Vascular gene expression and phenotypic correlation during differentiation of human embryonic stem cells

Abstract

The study of the cascade of events of induction and sequential gene activation that takes place during human embryonic development is hindered by the unavailability of postimplantation embryos at different stages of development. Spontaneous differentiation of human embryonic stem cells (hESCs) can occur by means of the formation of embryoid bodies (EBs), which resemble certain aspects of early embryos to some extent. Embryonic vascular formation, vasculogenesis, is a sequential process that involves complex regulatory cascades. In this study, changes of gene expression along the development of human EBs for 4 weeks were studied by large-scale gene screening.
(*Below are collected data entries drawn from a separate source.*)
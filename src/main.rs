use std::net::SocketAddr;
use std::sync::Arc;

use dotenvy::dotenv;
use tokio::task::JoinHandle;
use tracing::{error, info};
use utoipa::OpenApi;
use utoipa_swagger_ui::SwaggerUi;

use cloud_share::application::ports::http_transport::HttpTransport;
use cloud_share::bootstrap::app_context::{AppContext, AppServices};
use cloud_share::bootstrap::config::Config;
use cloud_share::bootstrap::storage::build_link_store;
use cloud_share::infrastructure::transport::reqwest_transport::ReqwestTransport;
use cloud_share::presentation::http::{ApiDoc, router};

#[tokio::main]
async fn main() -> anyhow::Result<()> {
    dotenv().ok();

    tracing_subscriber::fmt()
        .with_env_filter(
            std::env::var("RUST_LOG")
                .unwrap_or_else(|_| "cloud_share=debug,axum=info,tower_http=info".into()),
        )
        .init();

    let cfg = Config::from_env()?;
    info!(?cfg, "Starting cloud-share backend");

    let transport: Arc<dyn HttpTransport> = Arc::new(ReqwestTransport::new());
    let link_store = build_link_store(&cfg, transport.clone());
    info!(
        backend = link_store.backend_name(),
        on_failure = cfg.on_failure.as_str(),
        "storage_backend_selected"
    );

    let ctx = AppContext::new(cfg.clone(), AppServices::new(link_store, transport));
    let app = router(ctx)
        .merge(SwaggerUi::new("/api/docs").url("/api/openapi.json", ApiDoc::openapi()));

    let api_addr = SocketAddr::from(([0, 0, 0, 0], cfg.api_port));
    info!(%api_addr, "HTTP API listening");
    let listener = tokio::net::TcpListener::bind(api_addr).await?;

    let api_handle: JoinHandle<anyhow::Result<()>> = tokio::spawn(async move {
        axum::serve(listener, app)
            .with_graceful_shutdown(shutdown_signal())
            .await?;
        Ok(())
    });

    match api_handle.await {
        Ok(Ok(())) => {}
        Ok(Err(e)) => error!(?e, "API server task failed"),
        Err(e) => error!(?e, "API server task panicked"),
    }
    Ok(())
}

async fn shutdown_signal() {
    if let Err(e) = tokio::signal::ctrl_c().await {
        error!(?e, "shutdown_signal_failed");
    }
    info!("shutting_down");
}
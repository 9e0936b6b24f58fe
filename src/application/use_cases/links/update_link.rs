use crate::application::ports::link_store::{LinkStore, StoreError};
use crate::domain::links::link::{Link, LinkId, LinkPatch};

pub struct UpdateLink<'a, S: LinkStore + ?Sized> {
    pub store: &'a S,
}

impl<'a, S: LinkStore + ?Sized> UpdateLink<'a, S> {
    pub async fn execute(
        &self,
        id: Option<LinkId>,
        patch: Option<LinkPatch>,
    ) -> Result<Option<Link>, StoreError> {
        let id = super::require_id(id)?;
        self.store.update(&id, patch.unwrap_or_default()).await
    }
}
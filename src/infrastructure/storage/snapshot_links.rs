use std::sync::Arc;

use async_trait::async_trait;
use chrono::Utc;
use uuid::Uuid;

use crate::application::ports::link_store::{
    IncrementOutcome, LinkStore, StoreError, ensure_id, ensure_new_link,
};
use crate::application::ports::snapshot_store::SnapshotStore;
use crate::domain::links::link::{Link, LinkId, LinkPatch, NewLink, Snapshot};

/// Link operations as read-modify-write cycles over a whole snapshot. Each
/// mutation rewrites the entire document.
pub struct SnapshotLinkStore {
    store: Arc<dyn SnapshotStore>,
}

impl SnapshotLinkStore {
    pub fn new(store: Arc<dyn SnapshotStore>) -> Self {
        Self { store }
    }
}

fn not_found() -> StoreError {
    StoreError::NotFound("link not found".into())
}

#[async_trait]
impl LinkStore for SnapshotLinkStore {
    fn backend_name(&self) -> &'static str {
        self.store.backend_name()
    }

    async fn list(&self) -> Result<Snapshot, StoreError> {
        self.store.load().await
    }

    async fn create(&self, new: NewLink) -> Result<Link, StoreError> {
        ensure_new_link(&new)?;
        let mut snapshot = self.store.load().await?;
        let id = LinkId::Text(Uuid::new_v4().to_string());
        let link = Link::from_new(Some(id), new, Utc::now());
        snapshot.links.insert(0, link.clone());
        self.store.save(snapshot).await?;
        Ok(link)
    }

    async fn update(&self, id: &LinkId, patch: LinkPatch) -> Result<Option<Link>, StoreError> {
        ensure_id(id)?;
        let mut snapshot = self.store.load().await?;
        let link = snapshot.find_mut(id).ok_or_else(not_found)?;
        link.apply(patch, Utc::now());
        let updated = link.clone();
        self.store.save(snapshot).await?;
        Ok(Some(updated))
    }

    async fn delete(&self, id: &LinkId) -> Result<bool, StoreError> {
        ensure_id(id)?;
        let mut snapshot = self.store.load().await?;
        snapshot.remove(id).ok_or_else(not_found)?;
        self.store.save(snapshot).await?;
        Ok(true)
    }

    async fn increment_download(&self, id: &LinkId) -> Result<IncrementOutcome, StoreError> {
        ensure_id(id)?;
        let mut snapshot = self.store.load().await?;
        let Some(link) = snapshot.find_mut(id) else {
            tracing::debug!(link_id = %id, "increment_missed_unknown_link");
            return Ok(IncrementOutcome::missed());
        };
        link.download_count += 1;
        link.update_time = Utc::now();
        let bumped = link.clone();
        self.store.save(snapshot).await?;
        Ok(IncrementOutcome {
            download_count: bumped.download_count,
            link: Some(bumped),
        })
    }
}

#[cfg(test)]
mod tests {
    use std::time::Duration;

    use serde_json::json;
    use tempfile::TempDir;

    use super::*;
    use crate::infrastructure::transport::scripted::ScriptedTransport;
    use crate::infrastructure::storage::gist::{
        GIST_FILENAME, GITHUB_API_BASE, GistSnapshotStore, GithubAuthScheme,
    };
    use crate::infrastructure::storage::local::LocalSnapshotStore;

    fn local_store(temp: &TempDir) -> SnapshotLinkStore {
        SnapshotLinkStore::new(Arc::new(LocalSnapshotStore::new(temp.path())))
    }

    #[tokio::test]
    async fn create_prepends_link_with_fresh_counter() {
        let temp = TempDir::new().unwrap();
        let store = local_store(&temp);
        let first = store.create(NewLink::new("A", "https://a")).await.unwrap();
        let second = store.create(NewLink::new("B", "https://b")).await.unwrap();

        assert_eq!(second.download_count, 0);
        assert_eq!(second.create_time, second.update_time);
        assert_ne!(first.id, second.id);

        let snap = store.list().await.unwrap();
        let names: Vec<_> = snap.links.iter().map(|l| l.name.as_str()).collect();
        assert_eq!(names, ["B", "A"]);
        assert!(snap.last_update.is_some());
    }

    #[tokio::test]
    async fn create_validates_before_loading() {
        let temp = TempDir::new().unwrap();
        let store = local_store(&temp);
        let err = store.create(NewLink::new("A", "")).await.unwrap_err();
        assert!(matches!(err, StoreError::Validation(_)));
    }

    #[tokio::test]
    async fn update_and_delete_of_unknown_id_are_not_found() {
        let temp = TempDir::new().unwrap();
        let store = local_store(&temp);
        store.create(NewLink::new("A", "https://a")).await.unwrap();

        let missing = LinkId::from("missing");
        assert!(store
            .update(&missing, LinkPatch::default())
            .await
            .unwrap_err()
            .is_not_found());
        assert!(store.delete(&missing).await.unwrap_err().is_not_found());
    }

    #[tokio::test]
    async fn update_rewrites_fields_and_keeps_create_time() {
        let temp = TempDir::new().unwrap();
        let store = local_store(&temp);
        let link = store.create(NewLink::new("A", "https://a")).await.unwrap();
        let id = link.id.clone().unwrap();

        tokio::time::sleep(Duration::from_millis(5)).await;
        let patch = LinkPatch {
            tags: Some(vec!["iso".into()]),
            code: Some("9x9x".into()),
            ..Default::default()
        };
        let updated = store.update(&id, patch).await.unwrap().unwrap();
        assert_eq!(updated.create_time, link.create_time);
        assert!(updated.update_time > link.update_time);
        assert_eq!(updated.code, "9x9x");

        assert!(store.delete(&id).await.unwrap());
        assert!(store.list().await.unwrap().links.is_empty());
    }

    #[tokio::test]
    async fn increment_bumps_by_one_and_refreshes_time() {
        let temp = TempDir::new().unwrap();
        let store = local_store(&temp);
        let link = store.create(NewLink::new("A", "https://a")).await.unwrap();
        let id = link.id.clone().unwrap();

        tokio::time::sleep(Duration::from_millis(5)).await;
        let outcome = store.increment_download(&id).await.unwrap();
        assert_eq!(outcome.download_count, 1);
        let bumped = outcome.link.unwrap();
        assert!(bumped.update_time > link.update_time);
        assert_eq!(store.list().await.unwrap().links[0].download_count, 1);
    }

    #[tokio::test]
    async fn increment_of_unknown_id_resolves_to_zero_without_writing() {
        let snap = json!({
            "links": [{
                "id": "a1",
                "name": "A",
                "url": "https://a",
                "downloadCount": 2,
                "createTime": "2024-01-01T00:00:00Z",
                "updateTime": "2024-01-01T00:00:00Z"
            }],
            "lastUpdate": null,
            "version": "1.0.0"
        });
        let transport = Arc::new(ScriptedTransport::new().reply_json(
            200,
            json!({ "files": { GIST_FILENAME: { "content": snap.to_string() } } }),
        ));
        let store = SnapshotLinkStore::new(Arc::new(GistSnapshotStore::new(
            transport.clone(),
            GITHUB_API_BASE,
            "g1",
            "t",
            GithubAuthScheme::Bearer,
        )));

        let outcome = store.increment_download(&LinkId::from("zz")).await.unwrap();
        assert_eq!(outcome, IncrementOutcome::missed());
        assert_eq!(transport.call_count(), 1);
    }
}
Two main clusters were identified-one of down-regulated genes such as POU5, NANOG, TDGF1/Cripto (TDGF, teratocarcinoma-derived growth factor-1), LIN28, CD24, TERF1 (telomeric repeat binding factor-1), LEFTB (left-right determination, factor B), and a second of up-regulated genes such as TWIST, WNT5A, WT1, AFP, ALB, NCAM1. Focusing on the vascular system development, genes known to be involved in vasculogenesis and angiogenesis were explored. Up-regulated genes include vasculogenic growth factors such as VEGFA, VEGFC, FIGF (VEGFD), ANG1, ANG2, TGFbeta3, and PDGFB, as well as the related receptors FLT1, FLT4, PDGFRB, TGFbetaR2, and TGFbetaR3, other markers such as CD34, VCAM1, PECAM1, VE-CAD, and transcription factors TAL1, GATA2, and GATA3. The reproducibility of the array data was verified independently and illustrated that many genes known to be involved in vascular development are activated during the differentiation of hESCs in culture. Hence, the analysis of the vascular system can be extended to other differentiation pathways, allocating human EBs as an in vitro model to study early human development.